American Catholic prelate (born 1975)

Steven Joseph Lopes (/pt/; born April 22, 1975) is an American Catholic prelate who serves as Bishop of the Personal Ordinariate of the Chair of Saint Peter, a Catholic community that celebrates the Anglican Use in North America. He has also been the apostolic administrator of the Personal Ordinariate of Our Lady of the Southern Cross in Australia since May 11, 2026.
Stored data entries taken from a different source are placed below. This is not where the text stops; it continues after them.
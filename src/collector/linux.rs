//! Linux-specific helpers: interface state from sysfs.

/// Read up/down status from `/sys/class/net/<interface>/operstate`.
///
/// `"up"` and `"unknown"` (loopback reports unknown) count as up. On
/// non-Linux targets, or when sysfs is unreadable, the interface is assumed
/// up rather than hiding it from the widget.
pub(super) fn interface_is_up(interface_name: &str) -> bool {
    #[cfg(target_os = "linux")]
    {
        let path = format!("/sys/class/net/{}/operstate", interface_name);
        if let Ok(content) = std::fs::read_to_string(&path) {
            return matches!(content.trim(), "up" | "unknown");
        }
        true
    }
    #[cfg(not(target_os = "linux"))]
    {
        let _ = interface_name;
        true
    }
}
==Early life and education==
A native of Fremont, California, Lopes was born on April 22, 1975, the only child of José de Oliveira Lopes and Barbara Jane Lopes. His father was from Portugal and his mother from Poland. He was educated at Catholic schools in California: St. Pius School in Redwood City, St. Edward's School in Newark, and Moreau Catholic High School in Hayward.

Lopes studied at the St. Ignatius Institute at the University of San Francisco, and also pursued studies at the University of Innsbruck in Austria. His philosophical studies and preparation for the priesthood took place at St. Patrick's Seminary in Menlo Park, California, before he was assigned to study theology in Rome. There he obtained a licentiate at the Pontifical Gregorian University while living at the Pontifical North American College.

==Ordained ministry==
Lopes was ordained to the diaconate on October 5, 2000, during a Mass at St. Peter's Basilica, Rome. He was ordained a priest on June 23, 2001, for the Archdiocese of San Francisco by William Levada during a service at Cathedral of Saint Mary of the Assumption, San Francisco. He served in two parishes in California as an associate pastor; St. Patrick's Catholic Church, San Francisco, and St. Anselm Catholic Church in Ross, California.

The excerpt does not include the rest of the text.